Dealing effectively with Customer Disappointment is something that customer focused businesses do well. The best ones go even further, and they exceed expectations and create customer delight! Here’s a brilliant example of great customer service from Tesco, and it involved Shakespeare!.
When St. Andrews students Isabelle Bousquette and Tomi Baikie, went shopping for their favourite popcorn at a Tesco store in Fife, they discovered it was no longer sold there! Being bright young sparks, they complained via a Shakespearean sonnet! (As you do if you go to St. Andrews!)
Here’s their poem…
And here’s how Tesco responded….
Yes, it was done in a Shakespearean style! Fair play to them – that’s Customer Delight and demonstrates all 6 of the ingredients of it:
- It produces a wow reaction!
- It appears spontaneous or unexpected!
- It’s the personal touch!
- It makes the customer feel valued!
- It’s genuine… and…
- It creates a ‘talking point’!
The ‘personalised’ response took time and effort but it does make a ‘Dramatic Difference’ – it gets people feeling good and telling others – the news has already been all over the media.

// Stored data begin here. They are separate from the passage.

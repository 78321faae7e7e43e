//! # grammarlab-core
//!
//! Drives a grammar through a five-stage workflow: check the grammar, generate
//! a parser for a target runtime, compile it, and run it on an input text.
//!
//! Layout
//!
//!   source     Position model: sources, spans, line/column conversion
//!   marks      Marked sources and their back-mapping to originals
//!   diagnosis  Diagnoses and stage errors
//!   grammar    Grammar projects and rule tables
//!   runtime    Runtime descriptors and workspace/generator settings
//!   process    Child-process harness with cancellation
//!   protocol   Generated-parser output protocol (stdout tags, stderr errors)
//!   stages     One processor per stage transition
//!   workflow   The immutable state chain and the driver that extends it
//!
//! External tools never fail the workflow by themselves: everything they
//! report, including a failure to start, ends up as diagnoses on the state of
//! the stage that ran them. Only cancellation aborts a run.

pub mod diagnosis;
pub mod grammar;
pub mod marks;
pub mod process;
pub mod protocol;
pub mod runtime;
pub mod source;
pub mod stages;
pub mod workflow;

pub use diagnosis::{Cancelled, Diagnosis, DiagnosisKind, Severity, StageError};
pub use grammar::{GrammarProject, RuleTable};
pub use process::CancellationToken;
pub use protocol::{EventSender, ParseEvent};
pub use runtime::{GeneratorSettings, PredictionMode, RuntimeDescriptor, WorkspaceSettings};
pub use source::{LineColumnTextSpan, Position, Source, TextSpan};
pub use workflow::{Workflow, WorkflowBuilder, WorkflowStage, WorkflowState};
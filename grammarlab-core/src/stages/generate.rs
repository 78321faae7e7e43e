//! GrammarChecked -> ParserGenerated
//!
//! Writes the grammar files, with action fragments wrapped in marks, into the
//! working directory of the (grammar, runtime) pair and runs the parser
//! generator there. Generator reports refer to the marked files and are mapped
//! back to the original grammar sources.

use super::{absolute, file_name, record_exit, run_tool, runtime_files};
use crate::diagnosis::{Cancelled, Diagnosis, DiagnosisKind, StageError};
use crate::marks::{mark_fragments, SourceWithMarks};
use crate::process::{CancellationToken, LineSink, ProcessSpec, StreamKind};
use crate::protocol::error_line::{ErrorLineParser, PatternErrorLine};
use crate::protocol::{notify, EventSender, ParseEvent};
use crate::runtime::{GeneratorSettings, RuntimeDescriptor, WorkspaceSettings};
use crate::workflow::{
    GrammarCheckedArtifacts, InputArtifacts, ParserGeneratedArtifacts, StageOutcome, StateRef,
    WorkflowStage, WorkflowState,
};
use once_cell::sync::Lazy;
use regex::Regex;
use std::fs;
use std::path::{Path, PathBuf};
use tracing::{debug, info};

const STAGE: WorkflowStage = WorkflowStage::ParserGenerated;

static PACKAGE_NAME: Lazy<Regex> = Lazy::new(|| {
    Regex::new(r"^[A-Za-z_][A-Za-z\d_]*(?:\.[A-Za-z_][A-Za-z\d_]*)*$")
        .expect("package name pattern is valid")
});

pub struct GenerateRequest<'a> {
    pub runtime: &'a RuntimeDescriptor,
    pub generator: &'a GeneratorSettings,
    pub workspace: &'a WorkspaceSettings,
}

pub async fn generate_parser(
    checked: &StateRef<GrammarCheckedArtifacts>,
    request: &GenerateRequest<'_>,
    cancel: &CancellationToken,
    events: Option<&EventSender>,
) -> Result<StateRef<ParserGeneratedArtifacts>, Cancelled> {
    if cancel.is_cancelled() {
        return Err(Cancelled);
    }

    let runtime = request.runtime;
    let grammar_name = &checked.artifacts().grammar_name;
    let mut artifacts = ParserGeneratedArtifacts {
        runtime: runtime.id.clone(),
        working_dir: request
            .workspace
            .working_directory(grammar_name, &runtime.id),
        ..ParserGeneratedArtifacts::default()
    };
    let mut outcome = StageOutcome::default();

    if let Err(error) = validate(request.generator) {
        outcome.fail(STAGE, error, DiagnosisKind::ConfigurationError);
        return Ok(WorkflowState::derive(checked, artifacts, outcome));
    }

    match prepare(checked, runtime, &artifacts.working_dir) {
        Ok(marked) => artifacts.marked_sources = marked,
        Err(error) => {
            outcome.fail(STAGE, error, DiagnosisKind::ConfigurationError);
            return Ok(WorkflowState::derive(checked, artifacts, outcome));
        }
    }

    let spec = match command(request, &artifacts) {
        Ok(spec) => spec,
        Err(error) => {
            outcome.fail(STAGE, error, DiagnosisKind::ConfigurationError);
            return Ok(WorkflowState::derive(checked, artifacts, outcome));
        }
    };

    let mut sink = GeneratorOutput {
        marked: &artifacts.marked_sources,
        parser: PatternErrorLine::antlr_tool(),
        diagnoses: Vec::new(),
        events,
    };
    let status = run_tool(
        STAGE,
        &spec,
        &request.generator.ignored_lines,
        &mut sink,
        cancel,
        &mut outcome,
    )
    .await?;
    let diagnoses = sink.diagnoses;
    outcome.diagnoses.extend(diagnoses);

    if let Some(status) = status {
        record_exit(STAGE, &spec.program, status, &mut outcome, events);
        match runtime_files(&artifacts.working_dir, runtime) {
            Ok(files) => artifacts.generated_files = files,
            Err(err) => outcome.fail(STAGE, err.into(), DiagnosisKind::AbnormalExit),
        }
        info!(
            grammar = %grammar_name,
            runtime = %runtime.id,
            files = artifacts.generated_files.len(),
            "parser generated"
        );
    }

    Ok(WorkflowState::derive(checked, artifacts, outcome))
}

fn validate(generator: &GeneratorSettings) -> Result<(), StageError> {
    match &generator.package {
        Some(package) if !PACKAGE_NAME.is_match(package) => Err(StageError::Configuration(
            format!("Incorrect package name '{}'", package),
        )),
        _ => Ok(()),
    }
}

/// Recreate the working directory and write the marked grammar files into it.
fn prepare(
    checked: &StateRef<GrammarCheckedArtifacts>,
    runtime: &RuntimeDescriptor,
    working_dir: &Path,
) -> Result<Vec<SourceWithMarks>, StageError> {
    let Some(input) = checked.get::<InputArtifacts>() else {
        return Err(StageError::Internal("workflow chain has no input".into()));
    };

    if working_dir.exists() {
        fs::remove_dir_all(working_dir)?;
    }
    fs::create_dir_all(working_dir)?;

    let syntax = runtime.mark_syntax();
    let mut marked_sources = Vec::new();
    for source in input.project.sources() {
        // Numbers index the fragments of the whole grammar
        let fragments: Vec<_> = checked
            .artifacts()
            .fragments
            .iter()
            .enumerate()
            .filter(|(_, fragment)| fragment.source().name() == source.name())
            .map(|(number, fragment)| (number, fragment.clone()))
            .collect();
        let marked = mark_fragments(source, &syntax, &fragments)
            .map_err(|err| StageError::Internal(err.to_string()))?;
        let path = working_dir.join(source.name());
        debug!(path = %path.display(), marks = marked.mark_offsets().len(), "writing grammar");
        fs::write(&path, marked.source().text())?;
        marked_sources.push(marked);
    }
    Ok(marked_sources)
}

fn command(
    request: &GenerateRequest<'_>,
    artifacts: &ParserGeneratedArtifacts,
) -> Result<ProcessSpec, StageError> {
    let generator = request.generator;
    let jar = absolute(&generator.jar)?;
    let mut spec = ProcessSpec::new(&generator.tool, &artifacts.working_dir)
        .arg("-jar")
        .arg(jar.display().to_string())
        .args(["-o", "."])
        .arg(format!("-Dlanguage={}", request.runtime.language))
        .args(["-encoding", generator.encoding.as_str()])
        .arg(if generator.listener { "-listener" } else { "-no-listener" })
        .arg(if generator.visitor { "-visitor" } else { "-no-visitor" });
    if let Some(package) = &generator.package {
        spec = spec.args(["-package", package.as_str()]);
    }
    Ok(spec.args(
        artifacts
            .marked_sources
            .iter()
            .map(|marked| marked.source().name().to_string()),
    ))
}

/// Turns generator output into diagnoses on the original grammar sources
struct GeneratorOutput<'a> {
    marked: &'a [SourceWithMarks],
    parser: PatternErrorLine,
    diagnoses: Vec<Diagnosis>,
    events: Option<&'a EventSender>,
}

impl GeneratorOutput<'_> {
    fn interpret(&self, line: &str) -> Diagnosis {
        let Some(reported) = self.parser.parse_line(line) else {
            return Diagnosis::error(format!("Unknown error: {}", line), STAGE)
                .with_kind(DiagnosisKind::UnparsedOutputLine);
        };

        let located = reported.file.as_deref().and_then(|file| {
            let name = file_name(&PathBuf::from(file));
            let marked = self
                .marked
                .iter()
                .find(|marked| marked.source().name() == name)?;
            let position = marked
                .source()
                .checked_position(reported.line?, reported.column?)?;
            Some(marked.original_text_span(position, 1))
        });

        match located {
            Some(span) => Diagnosis::located(span, reported.message, reported.severity, STAGE),
            None => Diagnosis::unlocated(reported.message, reported.severity, STAGE)
                .with_kind(DiagnosisKind::ChildProcessDiagnostic),
        }
    }
}

impl LineSink for GeneratorOutput<'_> {
    fn on_line(&mut self, _stream: StreamKind, line: String) {
        let diagnosis = self.interpret(&line);
        notify(self.events, ParseEvent::Diagnosis(diagnosis.clone()));
        self.diagnoses.push(diagnosis);
    }
}
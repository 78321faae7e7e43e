//! Shared configuration loader for the grammarlab toolchain.
//!
//! `defaults/grammarlab.default.toml` is embedded into every binary so that
//! docs and runtime behavior stay in sync. Applications layer user-specific
//! files on top of those defaults via [`Loader`] before deserializing into
//! [`GrammarLabConfig`].

use config::builder::DefaultState;
use config::{Config, ConfigBuilder, ConfigError, File, FileFormat, ValueKind};
use grammarlab_core::runtime::{
    GeneratorSettings, PredictionMode, RuntimeDescriptor, WorkspaceSettings,
};
use serde::Deserialize;
use std::collections::BTreeMap;
use std::path::Path;

const DEFAULT_TOML: &str = include_str!("../defaults/grammarlab.default.toml");

/// File picked up from the working directory when present.
pub const LOCAL_CONFIG_FILE: &str = "grammarlab.toml";

/// Top-level configuration consumed by grammarlab applications.
#[derive(Debug, Clone, Deserialize)]
pub struct GrammarLabConfig {
    pub workspace: WorkspaceSettings,
    pub generator: GeneratorSettings,
    pub parsing: ParsingConfig,
    /// Runtime descriptors keyed by runtime id
    pub runtimes: BTreeMap<String, RuntimeDescriptor>,
}

/// Defaults for the text parsing stage.
#[derive(Debug, Clone, Deserialize)]
pub struct ParsingConfig {
    pub prediction_mode: PredictionMode,
}

impl GrammarLabConfig {
    pub fn runtime(&self, id: &str) -> Option<&RuntimeDescriptor> {
        self.runtimes.get(id)
    }

    pub fn runtime_ids(&self) -> impl Iterator<Item = &str> {
        self.runtimes.keys().map(String::as_str)
    }

    fn assign_runtime_ids(mut self) -> Self {
        for (id, runtime) in self.runtimes.iter_mut() {
            runtime.id = id.clone();
        }
        self
    }
}

/// Helper for layering user overrides over the built-in defaults.
#[derive(Debug, Clone)]
pub struct Loader {
    builder: ConfigBuilder<DefaultState>,
}

impl Loader {
    /// Start a loader seeded with the embedded defaults.
    pub fn new() -> Self {
        let builder = Config::builder().add_source(File::from_str(DEFAULT_TOML, FileFormat::Toml));
        Self { builder }
    }

    /// Layer a configuration file. Missing files trigger an error.
    pub fn with_file(mut self, path: impl AsRef<Path>) -> Self {
        let source = File::from(path.as_ref())
            .format(FileFormat::Toml)
            .required(true);
        self.builder = self.builder.add_source(source);
        self
    }

    /// Layer an optional configuration file (ignored if the file is absent).
    pub fn with_optional_file(mut self, path: impl AsRef<Path>) -> Self {
        let source = File::from(path.as_ref())
            .format(FileFormat::Toml)
            .required(false);
        self.builder = self.builder.add_source(source);
        self
    }

    /// Apply a single key/value override (useful for CLI settings).
    pub fn set_override<I>(mut self, key: &str, value: I) -> Result<Self, ConfigError>
    where
        I: Into<ValueKind>,
    {
        self.builder = self.builder.set_override(key, value)?;
        Ok(self)
    }

    /// Finalize the builder and deserialize the resulting configuration.
    pub fn build(self) -> Result<GrammarLabConfig, ConfigError> {
        let config: GrammarLabConfig = self.builder.build()?.try_deserialize()?;
        Ok(config.assign_runtime_ids())
    }
}

impl Default for Loader {
    fn default() -> Self {
        Self::new()
    }
}

/// Convenience helper for callers that only need the defaults.
pub fn load_defaults() -> Result<GrammarLabConfig, ConfigError> {
    Loader::new().build()
}

#[cfg(test)]
mod tests {
    use super::*;
    use grammarlab_core::runtime::ExecutableKind;
    use std::fs;
    use std::path::PathBuf;

    #[test]
    fn loads_default_config() {
        let config = load_defaults().expect("defaults to deserialize");
        assert_eq!(
            config.workspace.helper_directory,
            PathBuf::from("GrammarLabHelper")
        );
        assert_eq!(config.generator.encoding, "utf8");
        assert!(config.generator.listener);
        assert_eq!(config.parsing.prediction_mode, PredictionMode::Ll);
        assert_eq!(
            config.runtime_ids().collect::<Vec<_>>(),
            vec!["go", "java", "javascript", "python"]
        );
    }

    #[test]
    fn runtime_ids_come_from_table_keys() {
        let config = load_defaults().expect("defaults to deserialize");
        let java = config.runtime("java").expect("java runtime");
        assert_eq!(java.id, "java");
        assert_eq!(java.executable, ExecutableKind::Hosted);
        assert!(java.ignored_lines.matches("Picked up _JAVA_OPTIONS: -Xmx2g"));

        let go = config.runtime("go").expect("go runtime");
        assert_eq!(go.executable, ExecutableKind::NativeBinary);
        let compiler = go.compiler.as_ref().expect("go compiler");
        assert_eq!(compiler.column_origin, 1);
        assert!(compiler.message_pattern.is_match("./ExprParser.go:12:5: undefined: x"));
    }

    #[test]
    fn tool_output_skips_blank_lines() {
        let config = load_defaults().expect("defaults to deserialize");
        assert!(config.generator.ignored_lines.matches(""));
        for id in ["java", "go"] {
            let runtime = config.runtime(id).expect("runtime");
            let compiler = runtime.compiler.as_ref().expect("compiler");
            assert!(compiler.ignored_lines.matches("   "), "{}", id);
            assert!(!compiler.ignored_lines.matches("error: x"), "{}", id);
        }
    }

    #[test]
    fn supports_overrides() {
        let config = Loader::new()
            .set_override("parsing.prediction_mode", "sll")
            .expect("override to apply")
            .set_override("runtimes.python.tool", "python3.12")
            .expect("override to apply")
            .build()
            .expect("config to build");
        assert_eq!(config.parsing.prediction_mode, PredictionMode::Sll);
        assert_eq!(
            config.runtime("python").and_then(|r| r.tool.as_deref()),
            Some("python3.12")
        );
    }

    #[test]
    fn user_file_adds_runtime() {
        let dir = tempfile::tempdir().unwrap();
        let path = dir.path().join("grammarlab.toml");
        fs::write(
            &path,
            r#"
[generator]
jar = "/opt/antlr/antlr-4.13.1-complete.jar"

[runtimes.shell]
name = "Shell"
language = "Java"
executable = "hosted"
tool = "sh"
main_file = "parse.sh"
arguments = ["{main_file}"]
"#,
        )
        .unwrap();

        let config = Loader::new().with_file(&path).build().expect("config to build");
        assert_eq!(
            config.generator.jar,
            PathBuf::from("/opt/antlr/antlr-4.13.1-complete.jar")
        );
        let shell = config.runtime("shell").expect("shell runtime");
        assert_eq!(shell.id, "shell");
        assert_eq!(shell.comment_start, "/*");
        assert!(config.runtime("java").is_some());
    }

    #[test]
    fn invalid_pattern_is_rejected() {
        let dir = tempfile::tempdir().unwrap();
        let path = dir.path().join("bad.toml");
        fs::write(&path, "[generator]\nignored_lines = ['(unclosed']\n").unwrap();
        assert!(Loader::new().with_file(&path).build().is_err());
    }

    #[test]
    fn missing_required_file_fails() {
        let result = Loader::new().with_file("/definitely/not/here.toml").build();
        assert!(result.is_err());
        let config = Loader::new()
            .with_optional_file("/definitely/not/here.toml")
            .build();
        assert!(config.is_ok());
    }
}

As Macbeth said (in, I’m sure you know, Act 1 Scene 1) “What’s done cannot be undone” but what you can do is ‘Deal’ with it, and that’s what Tesco did!
Accepting that this is a cute, unconventional, and rare way to register a complaint, and a correspondingly cute, unconventional, and rare way to receive a response, is this a one-off, albeit creative, response by someone on the Chairman’s staff (without the Chairman being cc’d) or is this kind of customer interaction embedded in Tesco’s customer-centric DNA? Like what TD Bank did with their customer campaign in Canada earlier this year (http://customerthink.com/td-banks-human-initiatives-marketing-strategy-or-marketing-tactic-powerful-marketing-success-or-expensive-marketing-radar-blip/), it feels like the former. In other words, a) Tesco had no prior insight that the removed popcorn was an issue for customers, and b) the response, though entertaining, original, personal and unexpected, appears to be anecdotal, not institutionalized or cultural.
Some years ago, I had a professional colleague who headed up Ben & Jerry’s customer service. He often told me that every customer service contact, whether problem, complaint, or praise, was answered in a proactive, value-producing manner. That’s baking responsiveness and customer sensitivity in to the enterprise DNA.